Your objective:
Below are some records; output exactly the lines from the line with "a subscriber was" to the line with "with migrations applied", both ends kept, and nothing more.

------

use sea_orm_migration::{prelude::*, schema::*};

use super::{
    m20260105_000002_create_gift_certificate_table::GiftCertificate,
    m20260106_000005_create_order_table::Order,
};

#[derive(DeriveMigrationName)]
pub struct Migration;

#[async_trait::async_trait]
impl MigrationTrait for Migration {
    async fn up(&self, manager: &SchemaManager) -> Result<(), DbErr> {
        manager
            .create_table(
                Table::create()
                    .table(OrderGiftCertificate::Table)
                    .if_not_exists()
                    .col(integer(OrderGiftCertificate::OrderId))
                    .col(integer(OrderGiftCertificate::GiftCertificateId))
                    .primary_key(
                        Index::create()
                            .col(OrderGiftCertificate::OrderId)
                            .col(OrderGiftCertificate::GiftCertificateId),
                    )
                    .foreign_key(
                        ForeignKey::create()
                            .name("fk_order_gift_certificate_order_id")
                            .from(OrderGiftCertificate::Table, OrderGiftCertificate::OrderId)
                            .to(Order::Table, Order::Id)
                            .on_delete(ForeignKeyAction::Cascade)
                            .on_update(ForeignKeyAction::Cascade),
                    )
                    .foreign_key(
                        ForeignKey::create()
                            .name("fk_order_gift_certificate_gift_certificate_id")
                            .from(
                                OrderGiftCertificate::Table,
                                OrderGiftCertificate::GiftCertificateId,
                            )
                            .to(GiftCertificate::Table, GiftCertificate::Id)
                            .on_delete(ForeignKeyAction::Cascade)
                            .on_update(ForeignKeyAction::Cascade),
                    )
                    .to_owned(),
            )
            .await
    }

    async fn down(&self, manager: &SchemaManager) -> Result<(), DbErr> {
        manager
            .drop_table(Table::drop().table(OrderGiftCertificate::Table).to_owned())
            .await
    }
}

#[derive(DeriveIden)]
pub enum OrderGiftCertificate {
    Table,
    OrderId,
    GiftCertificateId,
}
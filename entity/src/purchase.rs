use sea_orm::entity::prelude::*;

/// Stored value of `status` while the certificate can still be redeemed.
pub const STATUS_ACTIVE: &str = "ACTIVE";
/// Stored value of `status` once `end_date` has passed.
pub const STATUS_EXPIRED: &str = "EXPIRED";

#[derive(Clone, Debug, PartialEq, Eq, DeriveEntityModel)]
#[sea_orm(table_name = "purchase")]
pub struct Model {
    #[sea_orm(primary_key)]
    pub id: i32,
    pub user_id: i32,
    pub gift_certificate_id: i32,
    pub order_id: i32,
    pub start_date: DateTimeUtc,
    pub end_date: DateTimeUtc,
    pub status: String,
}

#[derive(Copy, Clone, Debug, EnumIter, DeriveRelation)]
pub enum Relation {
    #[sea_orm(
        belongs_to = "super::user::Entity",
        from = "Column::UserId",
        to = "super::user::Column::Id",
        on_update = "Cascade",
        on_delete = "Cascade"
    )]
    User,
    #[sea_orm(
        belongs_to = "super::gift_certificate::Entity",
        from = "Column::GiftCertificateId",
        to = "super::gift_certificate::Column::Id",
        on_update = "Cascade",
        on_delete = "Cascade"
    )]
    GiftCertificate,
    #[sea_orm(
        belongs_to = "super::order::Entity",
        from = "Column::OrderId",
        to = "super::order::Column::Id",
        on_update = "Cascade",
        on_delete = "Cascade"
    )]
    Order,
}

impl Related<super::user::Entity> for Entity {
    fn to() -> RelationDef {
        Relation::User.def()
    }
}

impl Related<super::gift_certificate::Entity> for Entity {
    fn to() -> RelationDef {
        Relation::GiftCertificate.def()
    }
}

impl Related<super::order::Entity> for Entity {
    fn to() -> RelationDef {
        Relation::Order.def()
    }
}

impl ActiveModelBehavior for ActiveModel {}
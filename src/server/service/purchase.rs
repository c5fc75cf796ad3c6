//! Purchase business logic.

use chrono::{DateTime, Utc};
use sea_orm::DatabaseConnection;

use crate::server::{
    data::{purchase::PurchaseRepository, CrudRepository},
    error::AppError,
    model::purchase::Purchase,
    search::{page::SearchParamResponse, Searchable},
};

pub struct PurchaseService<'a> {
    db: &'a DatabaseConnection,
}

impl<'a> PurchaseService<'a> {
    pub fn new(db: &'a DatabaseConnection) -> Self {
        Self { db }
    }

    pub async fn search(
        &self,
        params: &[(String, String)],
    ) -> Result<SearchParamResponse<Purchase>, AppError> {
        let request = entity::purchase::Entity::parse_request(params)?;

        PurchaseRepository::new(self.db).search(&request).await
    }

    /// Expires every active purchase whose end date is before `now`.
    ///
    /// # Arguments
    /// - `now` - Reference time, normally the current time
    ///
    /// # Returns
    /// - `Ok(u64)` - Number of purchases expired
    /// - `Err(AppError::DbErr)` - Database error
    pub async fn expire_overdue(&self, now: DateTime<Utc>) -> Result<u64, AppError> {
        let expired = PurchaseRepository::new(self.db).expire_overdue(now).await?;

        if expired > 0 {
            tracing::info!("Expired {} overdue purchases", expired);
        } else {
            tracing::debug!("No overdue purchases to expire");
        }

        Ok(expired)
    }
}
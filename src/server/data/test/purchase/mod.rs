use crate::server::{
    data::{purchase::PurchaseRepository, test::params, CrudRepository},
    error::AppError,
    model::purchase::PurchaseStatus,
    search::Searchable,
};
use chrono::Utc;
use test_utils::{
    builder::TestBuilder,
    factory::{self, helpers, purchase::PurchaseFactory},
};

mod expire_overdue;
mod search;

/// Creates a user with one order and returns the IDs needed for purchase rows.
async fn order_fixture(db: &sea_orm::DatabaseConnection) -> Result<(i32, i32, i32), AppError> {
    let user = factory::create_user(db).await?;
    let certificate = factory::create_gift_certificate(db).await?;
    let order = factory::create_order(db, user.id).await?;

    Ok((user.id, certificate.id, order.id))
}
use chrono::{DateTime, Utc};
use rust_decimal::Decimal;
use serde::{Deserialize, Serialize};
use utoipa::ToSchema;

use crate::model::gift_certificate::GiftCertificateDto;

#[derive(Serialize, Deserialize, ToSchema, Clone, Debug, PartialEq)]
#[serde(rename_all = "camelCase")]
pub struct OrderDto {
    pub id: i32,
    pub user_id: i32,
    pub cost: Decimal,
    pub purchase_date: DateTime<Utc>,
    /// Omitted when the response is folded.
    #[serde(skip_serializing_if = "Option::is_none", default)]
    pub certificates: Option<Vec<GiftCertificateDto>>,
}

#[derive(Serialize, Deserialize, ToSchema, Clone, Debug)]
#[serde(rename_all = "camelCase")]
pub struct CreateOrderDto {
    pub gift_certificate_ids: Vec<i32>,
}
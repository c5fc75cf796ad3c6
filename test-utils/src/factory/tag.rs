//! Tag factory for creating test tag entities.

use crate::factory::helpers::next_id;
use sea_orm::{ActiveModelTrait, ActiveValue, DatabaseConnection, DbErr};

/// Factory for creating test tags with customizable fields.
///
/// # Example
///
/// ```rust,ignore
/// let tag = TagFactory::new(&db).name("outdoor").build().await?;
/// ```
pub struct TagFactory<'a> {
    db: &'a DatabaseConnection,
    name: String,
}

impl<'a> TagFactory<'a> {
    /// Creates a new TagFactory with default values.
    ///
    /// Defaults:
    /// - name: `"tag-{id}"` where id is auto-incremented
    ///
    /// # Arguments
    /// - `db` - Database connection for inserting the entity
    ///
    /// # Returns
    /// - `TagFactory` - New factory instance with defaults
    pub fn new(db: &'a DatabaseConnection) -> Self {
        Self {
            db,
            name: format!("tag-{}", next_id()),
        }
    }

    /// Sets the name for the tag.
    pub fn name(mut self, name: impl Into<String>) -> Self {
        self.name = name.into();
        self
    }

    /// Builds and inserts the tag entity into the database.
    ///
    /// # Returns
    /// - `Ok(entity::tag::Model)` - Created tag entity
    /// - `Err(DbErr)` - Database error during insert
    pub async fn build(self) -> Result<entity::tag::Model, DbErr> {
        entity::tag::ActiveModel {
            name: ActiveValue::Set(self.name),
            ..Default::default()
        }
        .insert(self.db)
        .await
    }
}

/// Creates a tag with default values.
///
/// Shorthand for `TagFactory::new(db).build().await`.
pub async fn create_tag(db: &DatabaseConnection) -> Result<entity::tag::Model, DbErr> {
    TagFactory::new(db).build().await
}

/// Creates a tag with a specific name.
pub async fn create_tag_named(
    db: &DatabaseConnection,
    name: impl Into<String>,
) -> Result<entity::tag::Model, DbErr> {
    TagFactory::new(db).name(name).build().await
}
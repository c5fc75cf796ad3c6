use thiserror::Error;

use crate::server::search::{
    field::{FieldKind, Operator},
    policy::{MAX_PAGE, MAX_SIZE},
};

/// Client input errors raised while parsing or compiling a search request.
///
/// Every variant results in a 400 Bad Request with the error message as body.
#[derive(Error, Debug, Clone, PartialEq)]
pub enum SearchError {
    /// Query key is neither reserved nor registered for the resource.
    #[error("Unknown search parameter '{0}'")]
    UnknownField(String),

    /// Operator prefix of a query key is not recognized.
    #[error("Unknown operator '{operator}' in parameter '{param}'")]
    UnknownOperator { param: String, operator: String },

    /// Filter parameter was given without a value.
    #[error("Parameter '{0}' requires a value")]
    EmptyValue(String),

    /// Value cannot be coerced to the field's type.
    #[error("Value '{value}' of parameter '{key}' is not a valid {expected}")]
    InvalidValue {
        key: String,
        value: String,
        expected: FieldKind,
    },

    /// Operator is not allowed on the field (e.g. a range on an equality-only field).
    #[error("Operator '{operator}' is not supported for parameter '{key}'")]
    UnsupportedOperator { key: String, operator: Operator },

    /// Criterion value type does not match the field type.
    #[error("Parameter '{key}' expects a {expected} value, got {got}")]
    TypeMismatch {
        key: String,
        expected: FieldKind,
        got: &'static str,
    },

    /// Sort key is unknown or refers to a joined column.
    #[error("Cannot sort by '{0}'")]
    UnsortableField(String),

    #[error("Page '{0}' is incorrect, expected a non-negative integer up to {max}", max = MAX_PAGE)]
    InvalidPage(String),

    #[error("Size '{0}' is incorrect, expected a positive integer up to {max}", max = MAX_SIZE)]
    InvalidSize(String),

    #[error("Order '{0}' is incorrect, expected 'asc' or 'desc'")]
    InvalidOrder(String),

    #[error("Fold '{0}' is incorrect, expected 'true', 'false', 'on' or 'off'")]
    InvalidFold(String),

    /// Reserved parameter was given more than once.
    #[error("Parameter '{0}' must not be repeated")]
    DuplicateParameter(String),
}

------

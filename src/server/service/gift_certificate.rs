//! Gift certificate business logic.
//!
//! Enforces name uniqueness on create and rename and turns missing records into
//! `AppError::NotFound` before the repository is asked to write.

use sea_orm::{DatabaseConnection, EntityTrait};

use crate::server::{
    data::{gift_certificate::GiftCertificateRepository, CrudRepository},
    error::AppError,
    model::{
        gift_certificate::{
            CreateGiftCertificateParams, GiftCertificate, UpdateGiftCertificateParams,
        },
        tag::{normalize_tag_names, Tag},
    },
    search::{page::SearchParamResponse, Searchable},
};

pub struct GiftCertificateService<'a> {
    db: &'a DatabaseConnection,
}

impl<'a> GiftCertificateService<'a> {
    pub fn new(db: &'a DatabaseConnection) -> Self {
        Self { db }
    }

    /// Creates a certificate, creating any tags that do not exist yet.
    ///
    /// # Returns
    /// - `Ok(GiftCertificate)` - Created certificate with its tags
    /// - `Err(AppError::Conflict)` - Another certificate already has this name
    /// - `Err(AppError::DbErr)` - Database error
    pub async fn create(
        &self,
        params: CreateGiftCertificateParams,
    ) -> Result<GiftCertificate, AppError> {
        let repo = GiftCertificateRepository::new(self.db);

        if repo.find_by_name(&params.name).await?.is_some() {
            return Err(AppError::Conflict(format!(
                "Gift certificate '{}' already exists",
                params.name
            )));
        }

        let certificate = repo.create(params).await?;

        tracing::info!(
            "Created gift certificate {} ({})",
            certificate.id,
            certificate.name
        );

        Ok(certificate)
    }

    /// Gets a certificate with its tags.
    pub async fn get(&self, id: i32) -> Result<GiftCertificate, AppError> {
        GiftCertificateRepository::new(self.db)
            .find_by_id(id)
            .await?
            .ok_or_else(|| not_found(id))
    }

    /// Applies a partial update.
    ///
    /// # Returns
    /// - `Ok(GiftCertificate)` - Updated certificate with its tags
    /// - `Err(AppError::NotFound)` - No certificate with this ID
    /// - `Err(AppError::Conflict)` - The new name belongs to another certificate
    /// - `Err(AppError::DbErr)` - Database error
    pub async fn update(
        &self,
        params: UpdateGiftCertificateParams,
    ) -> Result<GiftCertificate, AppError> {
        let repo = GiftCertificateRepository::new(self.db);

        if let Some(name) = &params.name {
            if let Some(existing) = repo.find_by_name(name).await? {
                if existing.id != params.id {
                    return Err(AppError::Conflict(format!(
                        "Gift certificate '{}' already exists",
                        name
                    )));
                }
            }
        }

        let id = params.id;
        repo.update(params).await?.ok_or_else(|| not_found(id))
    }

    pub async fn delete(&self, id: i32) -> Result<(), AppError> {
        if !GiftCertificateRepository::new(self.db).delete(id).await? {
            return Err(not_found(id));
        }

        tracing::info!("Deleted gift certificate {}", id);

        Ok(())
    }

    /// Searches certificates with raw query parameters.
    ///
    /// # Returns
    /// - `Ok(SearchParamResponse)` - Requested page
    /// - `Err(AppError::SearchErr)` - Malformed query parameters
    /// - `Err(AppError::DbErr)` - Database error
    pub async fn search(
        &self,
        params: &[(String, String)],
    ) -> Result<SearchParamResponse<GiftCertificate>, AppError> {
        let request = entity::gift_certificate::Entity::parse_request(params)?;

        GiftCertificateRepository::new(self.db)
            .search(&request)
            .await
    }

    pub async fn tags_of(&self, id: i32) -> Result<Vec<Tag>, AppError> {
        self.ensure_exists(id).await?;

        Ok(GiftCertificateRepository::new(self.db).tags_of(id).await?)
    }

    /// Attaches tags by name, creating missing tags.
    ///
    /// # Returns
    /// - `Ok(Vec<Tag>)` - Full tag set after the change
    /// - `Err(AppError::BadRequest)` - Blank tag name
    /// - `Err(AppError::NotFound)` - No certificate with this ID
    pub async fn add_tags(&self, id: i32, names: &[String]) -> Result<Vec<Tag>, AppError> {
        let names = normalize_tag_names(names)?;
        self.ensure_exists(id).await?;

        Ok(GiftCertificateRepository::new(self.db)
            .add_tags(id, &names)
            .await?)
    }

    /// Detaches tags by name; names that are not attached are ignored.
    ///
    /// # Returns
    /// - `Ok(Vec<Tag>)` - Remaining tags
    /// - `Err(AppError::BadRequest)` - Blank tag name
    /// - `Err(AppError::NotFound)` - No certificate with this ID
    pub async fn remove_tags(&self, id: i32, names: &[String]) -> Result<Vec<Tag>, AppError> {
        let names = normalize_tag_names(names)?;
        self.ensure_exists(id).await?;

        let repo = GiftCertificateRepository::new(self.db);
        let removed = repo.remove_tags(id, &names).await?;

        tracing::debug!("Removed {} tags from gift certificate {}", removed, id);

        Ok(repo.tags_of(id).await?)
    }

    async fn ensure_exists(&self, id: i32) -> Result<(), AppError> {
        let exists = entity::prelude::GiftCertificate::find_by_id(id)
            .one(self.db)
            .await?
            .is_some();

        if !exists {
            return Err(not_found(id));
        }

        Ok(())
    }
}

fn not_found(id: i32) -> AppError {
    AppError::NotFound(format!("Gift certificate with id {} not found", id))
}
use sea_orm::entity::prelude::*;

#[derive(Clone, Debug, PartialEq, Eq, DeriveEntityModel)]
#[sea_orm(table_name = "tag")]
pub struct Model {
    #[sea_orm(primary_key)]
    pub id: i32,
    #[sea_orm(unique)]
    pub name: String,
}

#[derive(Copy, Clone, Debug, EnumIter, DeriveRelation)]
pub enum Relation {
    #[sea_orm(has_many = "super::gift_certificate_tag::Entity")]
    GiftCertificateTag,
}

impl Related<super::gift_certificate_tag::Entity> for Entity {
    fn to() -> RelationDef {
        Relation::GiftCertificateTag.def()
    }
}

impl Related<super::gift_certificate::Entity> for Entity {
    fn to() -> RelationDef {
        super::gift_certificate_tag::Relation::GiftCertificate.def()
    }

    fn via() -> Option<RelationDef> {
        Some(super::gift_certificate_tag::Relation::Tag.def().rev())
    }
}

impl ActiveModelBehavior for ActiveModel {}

------

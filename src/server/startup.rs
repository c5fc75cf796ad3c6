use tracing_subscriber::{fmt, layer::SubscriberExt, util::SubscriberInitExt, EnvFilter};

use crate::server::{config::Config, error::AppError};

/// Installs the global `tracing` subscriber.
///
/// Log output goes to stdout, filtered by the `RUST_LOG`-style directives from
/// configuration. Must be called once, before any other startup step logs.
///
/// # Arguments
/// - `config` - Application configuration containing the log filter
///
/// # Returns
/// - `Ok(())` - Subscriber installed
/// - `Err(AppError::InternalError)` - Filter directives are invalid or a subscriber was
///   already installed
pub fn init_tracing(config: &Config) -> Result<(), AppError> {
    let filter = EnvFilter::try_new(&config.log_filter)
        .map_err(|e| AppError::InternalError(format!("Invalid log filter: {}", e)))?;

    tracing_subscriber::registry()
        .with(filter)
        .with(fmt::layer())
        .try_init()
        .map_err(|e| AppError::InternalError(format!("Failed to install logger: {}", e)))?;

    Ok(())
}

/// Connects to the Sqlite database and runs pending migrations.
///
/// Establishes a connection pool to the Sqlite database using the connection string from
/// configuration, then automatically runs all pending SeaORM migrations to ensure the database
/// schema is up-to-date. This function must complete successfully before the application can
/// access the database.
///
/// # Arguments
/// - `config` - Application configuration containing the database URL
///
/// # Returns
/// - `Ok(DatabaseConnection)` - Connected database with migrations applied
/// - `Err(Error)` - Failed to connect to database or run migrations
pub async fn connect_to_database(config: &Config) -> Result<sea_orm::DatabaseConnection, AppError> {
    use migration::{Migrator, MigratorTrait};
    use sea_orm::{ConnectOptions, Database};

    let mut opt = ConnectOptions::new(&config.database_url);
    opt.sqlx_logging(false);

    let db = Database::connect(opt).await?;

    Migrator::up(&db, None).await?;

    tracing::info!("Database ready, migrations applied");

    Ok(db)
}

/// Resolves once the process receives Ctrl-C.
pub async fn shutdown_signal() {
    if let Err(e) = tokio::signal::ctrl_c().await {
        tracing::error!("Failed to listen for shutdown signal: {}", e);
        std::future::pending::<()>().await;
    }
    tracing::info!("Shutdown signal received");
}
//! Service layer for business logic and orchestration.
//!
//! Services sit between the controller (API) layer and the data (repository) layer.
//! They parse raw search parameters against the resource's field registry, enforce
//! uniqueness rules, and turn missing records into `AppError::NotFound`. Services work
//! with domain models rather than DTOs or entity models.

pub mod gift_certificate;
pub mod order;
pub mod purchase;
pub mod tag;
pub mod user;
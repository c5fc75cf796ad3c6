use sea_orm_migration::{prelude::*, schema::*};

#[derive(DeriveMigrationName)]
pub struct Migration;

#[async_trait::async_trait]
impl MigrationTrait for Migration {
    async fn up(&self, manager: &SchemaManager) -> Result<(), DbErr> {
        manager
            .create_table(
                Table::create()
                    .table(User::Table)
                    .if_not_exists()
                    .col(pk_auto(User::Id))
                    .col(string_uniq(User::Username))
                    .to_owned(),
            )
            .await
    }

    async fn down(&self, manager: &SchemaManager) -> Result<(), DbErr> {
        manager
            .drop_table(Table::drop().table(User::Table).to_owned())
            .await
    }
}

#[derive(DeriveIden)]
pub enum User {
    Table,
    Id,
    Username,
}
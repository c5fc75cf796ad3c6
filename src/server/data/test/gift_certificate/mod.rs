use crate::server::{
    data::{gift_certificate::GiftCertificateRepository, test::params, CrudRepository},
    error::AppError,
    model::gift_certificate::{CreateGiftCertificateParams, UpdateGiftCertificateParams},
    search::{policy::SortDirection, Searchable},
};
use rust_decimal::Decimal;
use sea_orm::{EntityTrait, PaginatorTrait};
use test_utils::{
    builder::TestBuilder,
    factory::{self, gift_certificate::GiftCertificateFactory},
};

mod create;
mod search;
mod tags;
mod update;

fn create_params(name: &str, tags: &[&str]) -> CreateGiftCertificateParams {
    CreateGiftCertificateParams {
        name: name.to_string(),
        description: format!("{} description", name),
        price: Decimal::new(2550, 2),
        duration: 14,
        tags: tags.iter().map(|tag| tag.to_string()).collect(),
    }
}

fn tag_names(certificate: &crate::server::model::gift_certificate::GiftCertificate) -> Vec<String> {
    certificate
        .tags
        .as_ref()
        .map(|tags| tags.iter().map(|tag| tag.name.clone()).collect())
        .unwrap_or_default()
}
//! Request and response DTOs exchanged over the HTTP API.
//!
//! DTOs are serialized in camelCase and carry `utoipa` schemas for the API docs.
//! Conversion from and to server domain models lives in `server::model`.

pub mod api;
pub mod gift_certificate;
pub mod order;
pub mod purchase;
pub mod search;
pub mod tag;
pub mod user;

------

Finished exercise:
/// - `Err(AppError::InternalError)` - Filter directives are invalid or a subscriber was
///   already installed
pub fn init_tracing(config: &Config) -> Result<(), AppError> {
    let filter = EnvFilter::try_new(&config.log_filter)
        .map_err(|e| AppError::InternalError(format!("Invalid log filter: {}", e)))?;

    tracing_subscriber::registry()
        .with(filter)
        .with(fmt::layer())
        .try_init()
        .map_err(|e| AppError::InternalError(format!("Failed to install logger: {}", e)))?;

    Ok(())
}

/// Connects to the Sqlite database and runs pending migrations.
///
/// Establishes a connection pool to the Sqlite database using the connection string from
/// configuration, then automatically runs all pending SeaORM migrations to ensure the database
/// schema is up-to-date. This function must complete successfully before the application can
/// access the database.
///
/// # Arguments
/// - `config` - Application configuration containing the database URL
///
/// # Returns
/// - `Ok(DatabaseConnection)` - Connected database with migrations applied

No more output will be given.